-- The records follows --

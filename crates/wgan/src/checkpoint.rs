// Checkpoint — save and load named parameters
//
// Binary checkpoint format (.wgan):
//
//   Header:
//     magic:   [u8; 4]  = b"WGAN"
//     version: u32 LE   = 1
//     count:   u32 LE   = number of tensors
//
//   For each tensor:
//     key_len:  u32 LE
//     key:      [u8; key_len]  (UTF-8, e.g. "critic.layers.0.weight")
//     dtype:    u8             (0=F32, 1=F64)
//     ndim:     u32 LE
//     dims:     [u32 LE; ndim]
//     data_len: u64 LE         (in bytes)
//     data:     [u8; data_len] (raw little-endian typed data)
//
// Usage:
//   model.save_weights("runs/ring/weights.wgan")?;
//   checkpoint::save_tensors("weights.wgan", &named_tensors)?;
//   let tensors = checkpoint::load_tensors::<CpuBackend>("weights.wgan", &device)?;

use std::fs::File;
use std::io::{BufReader, BufWriter, Read, Write};
use std::path::Path;

use wgan_core::backend::Backend;
use wgan_core::error::{Error, Result};
use wgan_core::tensor::Tensor;
use wgan_core::DType;

const MAGIC: &[u8; 4] = b"WGAN";
const VERSION: u32 = 1;

// Tensor data <-> bytes (through f64 on the host)

fn tensor_to_bytes<B: Backend>(tensor: &Tensor<B>) -> Result<Vec<u8>> {
    let data = tensor.to_f64_vec()?;
    Ok(match tensor.dtype() {
        DType::F32 => data
            .iter()
            .flat_map(|&v| (v as f32).to_le_bytes())
            .collect(),
        DType::F64 => data.iter().flat_map(|&v| v.to_le_bytes()).collect(),
    })
}

fn tensor_from_bytes<B: Backend>(
    bytes: &[u8],
    shape: Vec<usize>,
    dtype: DType,
    device: &B::Device,
) -> Result<Tensor<B>> {
    let data: Vec<f64> = match dtype {
        DType::F32 => bytes
            .chunks_exact(4)
            .map(|c| f32::from_le_bytes([c[0], c[1], c[2], c[3]]) as f64)
            .collect(),
        DType::F64 => bytes
            .chunks_exact(8)
            .map(|c| f64::from_le_bytes([c[0], c[1], c[2], c[3], c[4], c[5], c[6], c[7]]))
            .collect(),
    };
    Tensor::<B>::from_f64_slice(&data, shape, dtype, device)
}

// Low-level IO helpers

fn write_u32(w: &mut impl Write, v: u32) -> std::io::Result<()> {
    w.write_all(&v.to_le_bytes())
}

fn write_u64(w: &mut impl Write, v: u64) -> std::io::Result<()> {
    w.write_all(&v.to_le_bytes())
}

fn read_u8(r: &mut impl Read) -> std::io::Result<u8> {
    let mut buf = [0u8; 1];
    r.read_exact(&mut buf)?;
    Ok(buf[0])
}

fn read_u32(r: &mut impl Read) -> std::io::Result<u32> {
    let mut buf = [0u8; 4];
    r.read_exact(&mut buf)?;
    Ok(u32::from_le_bytes(buf))
}

fn read_u64(r: &mut impl Read) -> std::io::Result<u64> {
    let mut buf = [0u8; 8];
    r.read_exact(&mut buf)?;
    Ok(u64::from_le_bytes(buf))
}

// Never preallocates `len`: the buffer only grows with bytes actually read.
fn read_bytes(r: &mut impl Read, len: u64) -> std::io::Result<Vec<u8>> {
    let mut buf = Vec::new();
    r.take(len).read_to_end(&mut buf)?;
    if (buf.len() as u64) < len {
        return Err(std::io::Error::new(
            std::io::ErrorKind::UnexpectedEof,
            format!("expected {len} bytes, found {}", buf.len()),
        ));
    }
    Ok(buf)
}

fn to_u32(v: usize, what: &str) -> Result<u32> {
    u32::try_from(v).map_err(|_| Error::msg(format!("{what} {v} does not fit the checkpoint format")))
}

// Write / read

/// Write named tensors in the checkpoint format.
pub fn write_checkpoint<B: Backend>(
    writer: &mut impl Write,
    tensors: &[(String, Tensor<B>)],
) -> Result<()> {
    writer.write_all(MAGIC)?;
    write_u32(writer, VERSION)?;
    write_u32(writer, to_u32(tensors.len(), "tensor count")?)?;

    for (key, tensor) in tensors {
        let key_bytes = key.as_bytes();
        write_u32(writer, to_u32(key_bytes.len(), "key length")?)?;
        writer.write_all(key_bytes)?;

        writer.write_all(&[tensor.dtype().tag()])?;

        let dims = tensor.dims();
        write_u32(writer, to_u32(dims.len(), "rank")?)?;
        for &d in dims {
            write_u32(writer, to_u32(d, "dimension")?)?;
        }

        let data = tensor_to_bytes(tensor)?;
        write_u64(writer, data.len() as u64)?;
        writer.write_all(&data)?;
    }
    Ok(())
}

/// Read named tensors written by [`write_checkpoint`].
pub fn read_checkpoint<B: Backend>(
    reader: &mut impl Read,
    device: &B::Device,
) -> Result<Vec<(String, Tensor<B>)>> {
    let mut magic = [0u8; 4];
    reader.read_exact(&mut magic)?;
    if &magic != MAGIC {
        return Err(Error::msg(format!(
            "invalid checkpoint: expected magic {:?}, got {:?}",
            MAGIC, magic
        )));
    }

    let version = read_u32(reader)?;
    if version != VERSION {
        return Err(Error::msg(format!(
            "unsupported checkpoint version: {} (expected {})",
            version, VERSION
        )));
    }

    let count = read_u32(reader)?;
    let mut tensors = Vec::new();
    for _ in 0..count {
        let key_len = read_u32(reader)? as u64;
        let key = String::from_utf8(read_bytes(reader, key_len)?)
            .map_err(|e| Error::msg(format!("invalid UTF-8 key: {e}")))?;

        let dtype = DType::from_tag(read_u8(reader)?)?;

        let ndim = read_u32(reader)?;
        let mut dims = Vec::new();
        for _ in 0..ndim {
            dims.push(read_u32(reader)? as usize);
        }

        let expected = dims
            .iter()
            .try_fold(dtype.size_in_bytes() as u64, |acc, &d| acc.checked_mul(d as u64))
            .ok_or_else(|| {
                Error::msg(format!("tensor '{key}': shape {dims:?} of {dtype} is too large"))
            })?;
        let data_len = read_u64(reader)?;
        if data_len != expected {
            return Err(Error::msg(format!(
                "tensor '{key}': {data_len} data bytes, shape {dims:?} of {dtype} needs {expected}"
            )));
        }
        let data = read_bytes(reader, data_len)?;

        tensors.push((key, tensor_from_bytes::<B>(&data, dims, dtype, device)?));
    }
    Ok(tensors)
}

// Files

/// Save named tensors to `path`. Missing parent directories are created.
pub fn save_tensors<B: Backend>(
    path: impl AsRef<Path>,
    tensors: &[(String, Tensor<B>)],
) -> Result<()> {
    let path = path.as_ref();
    if let Some(parent) = path.parent().filter(|p| !p.as_os_str().is_empty()) {
        std::fs::create_dir_all(parent)?;
    }
    let mut writer = BufWriter::new(File::create(path)?);
    write_checkpoint(&mut writer, tensors)?;
    writer.flush()?;
    tracing::info!(path = %path.display(), tensors = tensors.len(), "saved checkpoint");
    Ok(())
}

/// Load named tensors from `path`, in file order.
pub fn load_tensors<B: Backend>(
    path: impl AsRef<Path>,
    device: &B::Device,
) -> Result<Vec<(String, Tensor<B>)>> {
    let path = path.as_ref();
    let mut reader = BufReader::new(File::open(path)?);
    let tensors = read_checkpoint(&mut reader, device)?;
    tracing::info!(path = %path.display(), tensors = tensors.len(), "loaded checkpoint");
    Ok(tensors)
}

// In memory

pub fn to_bytes<B: Backend>(tensors: &[(String, Tensor<B>)]) -> Result<Vec<u8>> {
    let mut buf = Vec::new();
    write_checkpoint(&mut buf, tensors)?;
    Ok(buf)
}

pub fn from_bytes<B: Backend>(data: &[u8], device: &B::Device) -> Result<Vec<(String, Tensor<B>)>> {
    let mut cursor = std::io::Cursor::new(data);
    read_checkpoint(&mut cursor, device)
}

-- The records concluded --

> **Work order**
The answer should be the complete set of records, printed exactly.

> **Exercise answer**
filename crates/wgan/src/checkpoint.rs
// Checkpoint — save and load named parameters
//
// Binary checkpoint format (.wgan):
//
//   Header:
//     magic:   [u8; 4]  = b"WGAN"
//     version: u32 LE   = 1
//     count:   u32 LE   = number of tensors
//
//   For each tensor:
//     key_len:  u32 LE
//     key:      [u8; key_len]  (UTF-8, e.g. "critic.layers.0.weight")
//     dtype:    u8             (0=F32, 1=F64)
//     ndim:     u32 LE
//     dims:     [u32 LE; ndim]
//     data_len: u64 LE         (in bytes)
//     data:     [u8; data_len] (raw little-endian typed data)
//
// Usage:
//   model.save_weights("runs/ring/weights.wgan")?;
//   checkpoint::save_tensors("weights.wgan", &named_tensors)?;
//   let tensors = checkpoint::load_tensors::<CpuBackend>("weights.wgan", &device)?;

use std::fs::File;
use std::io::{BufReader, BufWriter, Read, Write};
use std::path::Path;

use wgan_core::backend::Backend;
use wgan_core::error::{Error, Result};
use wgan_core::tensor::Tensor;
use wgan_core::DType;

const MAGIC: &[u8; 4] = b"WGAN";
const VERSION: u32 = 1;

// Tensor data <-> bytes (through f64 on the host)

fn tensor_to_bytes<B: Backend>(tensor: &Tensor<B>) -> Result<Vec<u8>> {
    let data = tensor.to_f64_vec()?;
    Ok(match tensor.dtype() {
        DType::F32 => data
            .iter()
            .flat_map(|&v| (v as f32).to_le_bytes())
            .collect(),
        DType::F64 => data.iter().flat_map(|&v| v.to_le_bytes()).collect(),
    })
}

fn tensor_from_bytes<B: Backend>(
    bytes: &[u8],
    shape: Vec<usize>,
    dtype: DType,
    device: &B::Device,
) -> Result<Tensor<B>> {
    let data: Vec<f64> = match dtype {
        DType::F32 => bytes
            .chunks_exact(4)
            .map(|c| f32::from_le_bytes([c[0], c[1], c[2], c[3]]) as f64)
            .collect(),
        DType::F64 => bytes
            .chunks_exact(8)
            .map(|c| f64::from_le_bytes([c[0], c[1], c[2], c[3], c[4], c[5], c[6], c[7]]))
            .collect(),
    };
    Tensor::<B>::from_f64_slice(&data, shape, dtype, device)
}

// Low-level IO helpers

fn write_u32(w: &mut impl Write, v: u32) -> std::io::Result<()> {
    w.write_all(&v.to_le_bytes())
}

fn write_u64(w: &mut impl Write, v: u64) -> std::io::Result<()> {
    w.write_all(&v.to_le_bytes())
}

fn read_u8(r: &mut impl Read) -> std::io::Result<u8> {
    let mut buf = [0u8; 1];
    r.read_exact(&mut buf)?;
    Ok(buf[0])
}

fn read_u32(r: &mut impl Read) -> std::io::Result<u32> {
    let mut buf = [0u8; 4];
    r.read_exact(&mut buf)?;
    Ok(u32::from_le_bytes(buf))
}

fn read_u64(r: &mut impl Read) -> std::io::Result<u64> {
    let mut buf = [0u8; 8];
    r.read_exact(&mut buf)?;
    Ok(u64::from_le_bytes(buf))
}

// Never preallocates `len`: the buffer only grows with bytes actually read.
fn read_bytes(r: &mut impl Read, len: u64) -> std::io::Result<Vec<u8>> {
    let mut buf = Vec::new();
    r.take(len).read_to_end(&mut buf)?;
    if (buf.len() as u64) < len {
        return Err(std::io::Error::new(
            std::io::ErrorKind::UnexpectedEof,
            format!("expected {len} bytes, found {}", buf.len()),
        ));
    }
    Ok(buf)
}

fn to_u32(v: usize, what: &str) -> Result<u32> {
    u32::try_from(v).map_err(|_| Error::msg(format!("{what} {v} does not fit the checkpoint format")))
}

// Write / read

/// Write named tensors in the checkpoint format.
pub fn write_checkpoint<B: Backend>(
    writer: &mut impl Write,
    tensors: &[(String, Tensor<B>)],
) -> Result<()> {
    writer.write_all(MAGIC)?;
    write_u32(writer, VERSION)?;
    write_u32(writer, to_u32(tensors.len(), "tensor count")?)?;

    for (key, tensor) in tensors {
        let key_bytes = key.as_bytes();
        write_u32(writer, to_u32(key_bytes.len(), "key length")?)?;
        writer.write_all(key_bytes)?;

        writer.write_all(&[tensor.dtype().tag()])?;

        let dims = tensor.dims();
        write_u32(writer, to_u32(dims.len(), "rank")?)?;
        for &d in dims {
            write_u32(writer, to_u32(d, "dimension")?)?;
        }

        let data = tensor_to_bytes(tensor)?;
        write_u64(writer, data.len() as u64)?;
        writer.write_all(&data)?;
    }
    Ok(())
}

/// Read named tensors written by [`write_checkpoint`].
pub fn read_checkpoint<B: Backend>(
    reader: &mut impl Read,
    device: &B::Device,
) -> Result<Vec<(String, Tensor<B>)>> {
    let mut magic = [0u8; 4];
    reader.read_exact(&mut magic)?;
    if &magic != MAGIC {
        return Err(Error::msg(format!(
            "invalid checkpoint: expected magic {:?}, got {:?}",
            MAGIC, magic
        )));
    }

    let version = read_u32(reader)?;
    if version != VERSION {
        return Err(Error::msg(format!(
            "unsupported checkpoint version: {} (expected {})",
            version, VERSION
        )));
    }

    let count = read_u32(reader)?;
    let mut tensors = Vec::new();
    for _ in 0..count {
        let key_len = read_u32(reader)? as u64;
        let key = String::from_utf8(read_bytes(reader, key_len)?)
            .map_err(|e| Error::msg(format!("invalid UTF-8 key: {e}")))?;

        let dtype = DType::from_tag(read_u8(reader)?)?;

        let ndim = read_u32(reader)?;
        let mut dims = Vec::new();
        for _ in 0..ndim {
            dims.push(read_u32(reader)? as usize);
        }

        let expected = dims
            .iter()
            .try_fold(dtype.size_in_bytes() as u64, |acc, &d| acc.checked_mul(d as u64))
            .ok_or_else(|| {
                Error::msg(format!("tensor '{key}': shape {dims:?} of {dtype} is too large"))
            })?;
        let data_len = read_u64(reader)?;
        if data_len != expected {
            return Err(Error::msg(format!(
                "tensor '{key}': {data_len} data bytes, shape {dims:?} of {dtype} needs {expected}"
            )));
        }
        let data = read_bytes(reader, data_len)?;

        tensors.push((key, tensor_from_bytes::<B>(&data, dims, dtype, device)?));
    }
    Ok(tensors)
}

// Files

/// Save named tensors to `path`. Missing parent directories are created.
pub fn save_tensors<B: Backend>(
    path: impl AsRef<Path>,
    tensors: &[(String, Tensor<B>)],
) -> Result<()> {
    let path = path.as_ref();
    if let Some(parent) = path.parent().filter(|p| !p.as_os_str().is_empty()) {
        std::fs::create_dir_all(parent)?;
    }
    let mut writer = BufWriter::new(File::create(path)?);
    write_checkpoint(&mut writer, tensors)?;
    writer.flush()?;
    tracing::info!(path = %path.display(), tensors = tensors.len(), "saved checkpoint");
    Ok(())
}

/// Load named tensors from `path`, in file order.
pub fn load_tensors<B: Backend>(
    path: impl AsRef<Path>,
    device: &B::Device,
) -> Result<Vec<(String, Tensor<B>)>> {
    let path = path.as_ref();
    let mut reader = BufReader::new(File::open(path)?);
    let tensors = read_checkpoint(&mut reader, device)?;
    tracing::info!(path = %path.display(), tensors = tensors.len(), "loaded checkpoint");
    Ok(tensors)
}

// In memory

pub fn to_bytes<B: Backend>(tensors: &[(String, Tensor<B>)]) -> Result<Vec<u8>> {
    let mut buf = Vec::new();
    write_checkpoint(&mut buf, tensors)?;
    Ok(buf)
}

pub fn from_bytes<B: Backend>(data: &[u8], device: &B::Device) -> Result<Vec<(String, Tensor<B>)>> {
    let mut cursor = std::io::Cursor::new(data);
    read_checkpoint(&mut cursor, device)
}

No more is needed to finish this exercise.